--- Given records ---

//! Persists a transcript as plain text and reports basic statistics.

use std::fmt;
use std::fs::File;
use std::io::{self, Write};
use std::path::{Path, PathBuf};
use tracing::info;

use super::Transcript;

/// Name of the text file written into the output directory
pub const OUTPUT_FILE_NAME: &str = "transcripcion.txt";

/// What was written and how big it is
#[derive(Debug, Clone, PartialEq)]
pub struct TranscriptSummary {
    /// Absolute path of the written file
    pub path: PathBuf,
    pub duration_secs: f64,
    pub word_count: usize,
    pub size_bytes: u64,
}

impl TranscriptSummary {
    pub fn duration_minutes(&self) -> f64 {
        self.duration_secs / 60.0
    }

    pub fn size_kb(&self) -> f64 {
        self.size_bytes as f64 / 1024.0
    }
}

impl fmt::Display for TranscriptSummary {
    fn fmt(&self, f: &mut fmt::Formatter<'_>) -> fmt::Result {
        let rule = "=".repeat(60);
        writeln!(f, "{}", rule)?;
        writeln!(f, "TRANSCRIPTION COMPLETED")?;
        writeln!(f, "{}", rule)?;
        writeln!(f, "File saved to:")?;
        writeln!(f, "   {}", self.path.display())?;
        writeln!(f)?;
        writeln!(f, "Statistics:")?;
        writeln!(f, "   - Duration: {:.1} minutes", self.duration_minutes())?;
        writeln!(f, "   - Words: {}", self.word_count)?;
        writeln!(f, "   - Size: {:.1} KB", self.size_kb())?;
        write!(f, "{}", rule)
    }
}

/// Write the transcript text to `output_dir`, replacing any previous output
pub fn save_transcript(transcript: &Transcript, output_dir: &Path) -> io::Result<TranscriptSummary> {
    let path = std::path::absolute(output_dir.join(OUTPUT_FILE_NAME))?;

    {
        let mut file = File::create(&path)?;
        file.write_all(transcript.text.as_bytes())?;
        file.flush()?;
    }

    let size_bytes = std::fs::metadata(&path)?.len();

    info!("Saved transcript to {:?} ({} bytes)", path, size_bytes);

    Ok(TranscriptSummary {
        path,
        duration_secs: transcript.duration_secs(),
        word_count: transcript.word_count(),
        size_bytes,
    })
}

---

Exercise directions: Copy all lines in the listing above where the string "info" appears.

Reply:
use tracing::info;
    info!("Saved transcript to {:?} ({} bytes)", path, size_bytes);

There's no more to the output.